We know where Thoreau found his: outdoors. He found it in what he called “the wild.” And in that school, he found plenty of instructed teachers, those sufficiently instructed in the uncommon sense to qualify as a teacher. Some of them were humans; most were not. The imperative “go outside” has become a cliché. But try it. Test it, as Thoreau liked to say.
Thoreau says that “we need pray for no higher heaven than the pure senses can furnish, a purely sensuous life.”[9] Local Concord resident and writer Richard Higgins is surely right in his most recent book, Thoreau’s God: “Purely” here does not mean “only,” but rather means “cleansed and purified to behold the unseen and the unheard.”[10] Our senses are polluted. You probably already know intuitively that is true, and how to start your diet or detox: Take leave of cheap sights and sounds. You needn’t go very far to find the wild: “Go within one fold of this (world) which we appear to know so well.”[11] Emerson liked Almira Barlow’s definition of Transcendentalism as 'a little beyond'.”[12] To go into this world is its own kind of transcendence, what Thomas Berry prefers to call “inscendence.”[13]
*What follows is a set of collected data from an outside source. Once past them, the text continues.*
//! Junctions and other reparse points on NTFS directories.

use std::path::Path;

use devlink_core::ioctl::{
    FSCTL_DELETE_REPARSE_POINT, FSCTL_GET_REPARSE_POINT, FSCTL_SET_COMPRESSION,
    FSCTL_SET_REPARSE_POINT,
};
use devlink_core::reparse::{self, MAXIMUM_REPARSE_DATA_BUFFER_SIZE};
use devlink_core::{ControlHandle, ControlRequest, DeviceError, OsCode, ReparseData, Result};
use tracing::{debug, info, warn};
use windows::Win32::Storage::FileSystem::{FILE_FLAG_BACKUP_SEMANTICS, FILE_FLAG_OPEN_REPARSE_POINT};

use crate::win::{DeviceHandle, GENERIC_READ, GENERIC_WRITE};

const COMPRESSION_FORMAT_NONE: u16 = 0;
const COMPRESSION_FORMAT_DEFAULT: u16 = 1;

fn display(path: &Path) -> String {
    path.display().to_string()
}

fn io_failure(operation: &'static str, path: &Path, err: std::io::Error) -> DeviceError {
    let code = err.raw_os_error().map(|raw| OsCode(raw as u32)).unwrap_or(OsCode::INVALID_FUNCTION);
    DeviceError::os(operation, display(path), code)
}

/// Opens the reparse point itself rather than what it points at.
fn open_reparse_point(path: &Path, desired_access: u32) -> Result<DeviceHandle> {
    let target = display(path);
    DeviceHandle::open(
        &target,
        desired_access,
        FILE_FLAG_OPEN_REPARSE_POINT | FILE_FLAG_BACKUP_SEMANTICS,
    )
    .map_err(|code| DeviceError::open_failed(target, code))
}

fn read_from<H: ControlHandle + ?Sized>(handle: &H) -> Result<ReparseData> {
    let buffer = ControlRequest::new(FSCTL_GET_REPARSE_POINT)
        .initial_size(MAXIMUM_REPARSE_DATA_BUFFER_SIZE)
        .send(handle)?;
    reparse::decode(buffer.filled())
}

pub fn read_reparse_point(path: &Path) -> Result<ReparseData> {
    let handle = open_reparse_point(path, GENERIC_READ)?;
    read_from(&handle)
}

/// Whether `path` itself exists, without following a reparse point.
fn link_exists(path: &Path) -> Result<bool> {
    match std::fs::symlink_metadata(path) {
        Ok(_) => Ok(true),
        Err(err) if err.kind() == std::io::ErrorKind::NotFound => Ok(false),
        Err(err) => Err(io_failure("query attributes", path, err)),
    }
}

/// False for plain directories, files and missing paths. A junction whose
/// target is gone is still a junction.
pub fn is_junction(path: &Path) -> Result<bool> {
    if !link_exists(path)? {
        return Ok(false);
    }
    match read_reparse_point(path) {
        Ok(data) => Ok(matches!(data, ReparseData::MountPoint { .. })),
        Err(DeviceError::Control { code, .. }) if code == OsCode::NOT_A_REPARSE_POINT => Ok(false),
        Err(DeviceError::UnrecognizedTag(_)) => Ok(false),
        Err(err) => Err(err),
    }
}

/// Creates the directory `path`, runs `fill` on it and removes the directory
/// again when `fill` fails.
fn with_new_directory<F>(path: &Path, fill: F) -> Result<()>
where
    F: FnOnce() -> Result<()>,
{
    std::fs::create_dir_all(path).map_err(|err| io_failure("create directory", path, err))?;
    fill().inspect_err(|_| {
        if let Err(err) = std::fs::remove_dir(path) {
            warn!(path = %path.display(), error = %err, "cannot remove directory after failure");
        }
    })
}

fn set_mount_point(link: &Path, target: &Path) -> Result<()> {
    let request = reparse::encode(&display(target), true)?;
    let handle = open_reparse_point(link, GENERIC_READ | GENERIC_WRITE)?;
    ControlRequest::new(FSCTL_SET_REPARSE_POINT)
        .with_input(request.payload())
        .send_input_only(&handle)
}

/// Points the directory `link` at `target`, creating `link` when missing.
/// A directory created here is removed again if the junction cannot be set.
pub fn create_junction(link: &Path, target: &Path, overwrite: bool) -> Result<()> {
    let target = std::path::absolute(target).map_err(|err| io_failure("resolve target", target, err))?;
    if !target.is_dir() {
        return Err(DeviceError::os("create junction", display(&target), OsCode::FILE_NOT_FOUND));
    }

    match std::fs::symlink_metadata(link) {
        Ok(existing) => {
            if !overwrite || existing.is_file() {
                return Err(DeviceError::os("create junction", display(link), OsCode::ALREADY_EXISTS));
            }
            set_mount_point(link, &target)?;
        }
        Err(err) if err.kind() == std::io::ErrorKind::NotFound => {
            with_new_directory(link, || set_mount_point(link, &target))?;
        }
        Err(err) => return Err(io_failure("query attributes", link, err)),
    }
    info!(link = %link.display(), target = %target.display(), "junction created");
    Ok(())
}

/// Removes the reparse point from `path`, whatever its tag. The file or
/// directory itself stays.
pub fn delete_reparse_point(path: &Path) -> Result<()> {
    let handle = open_reparse_point(path, GENERIC_READ | GENERIC_WRITE)?;
    let existing = read_from(&handle)?;
    let request = reparse::build_delete_request_for(existing.tag());
    ControlRequest::new(FSCTL_DELETE_REPARSE_POINT)
        .with_input(request.payload())
        .send_input_only(&handle)?;
    debug!(path = %path.display(), tag = existing.tag(), "reparse point deleted");
    Ok(())
}

/// Removes a junction and its directory. A missing path is not an error.
pub fn delete_junction(path: &Path) -> Result<()> {
    if !link_exists(path)? {
        return Ok(());
    }
    if !is_junction(path)? {
        return Err(DeviceError::os(
            "delete junction",
            display(path),
            OsCode::NOT_A_REPARSE_POINT,
        ));
    }
    delete_reparse_point(path)?;
    std::fs::remove_dir(path).map_err(|err| io_failure("remove directory", path, err))
}

/// Turns NTFS compression on or off for a file or directory.
pub fn set_compression(path: &Path, enabled: bool) -> Result<()> {
    let format = if enabled {
        COMPRESSION_FORMAT_DEFAULT
    } else {
        COMPRESSION_FORMAT_NONE
    };
    let input = format.to_le_bytes();
    let target = display(path);
    let handle = DeviceHandle::open(
        &target,
        GENERIC_READ | GENERIC_WRITE,
        FILE_FLAG_BACKUP_SEMANTICS,
    )
    .map_err(|code| DeviceError::open_failed(target, code))?;
    ControlRequest::new(FSCTL_SET_COMPRESSION)
        .with_input(&input)
        .send_input_only(&handle)?;
    debug!(path = %path.display(), enabled, "compression state set");
    Ok(())
}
In Greek, the Lord’s Prayer begins with “Our Father in the heavens,” or translated differently, “in the skies.” Thoreau tells us that the seer, senses purified, “will in the same sense speak of ‘the Earths,’ and his Father who is in them.”[14] To “live yet a natural life” is not to turn our eyes away from spirit, from sky to soil, to abhor the vertical in favor of the horizontal, to collapse the sphere into the plane.[15] To live a properly natural life is to begin to sense “a nature beyond the ordinary,” a super nature, a realm of spirit and of spirits, porous to the realm of nature.[16] “We live on the verge of another and purer realm,” Thoreau writes, “we live on the outskirts of that region.”[17] “This world has many rings, like Saturn, and we live now on the outmost of them all.”[18] “Earths” are just a walk away, but you first have to take a step in the right direction, plant a foot on the nearest inward ring. It can bear your weight. In fact, it wants to.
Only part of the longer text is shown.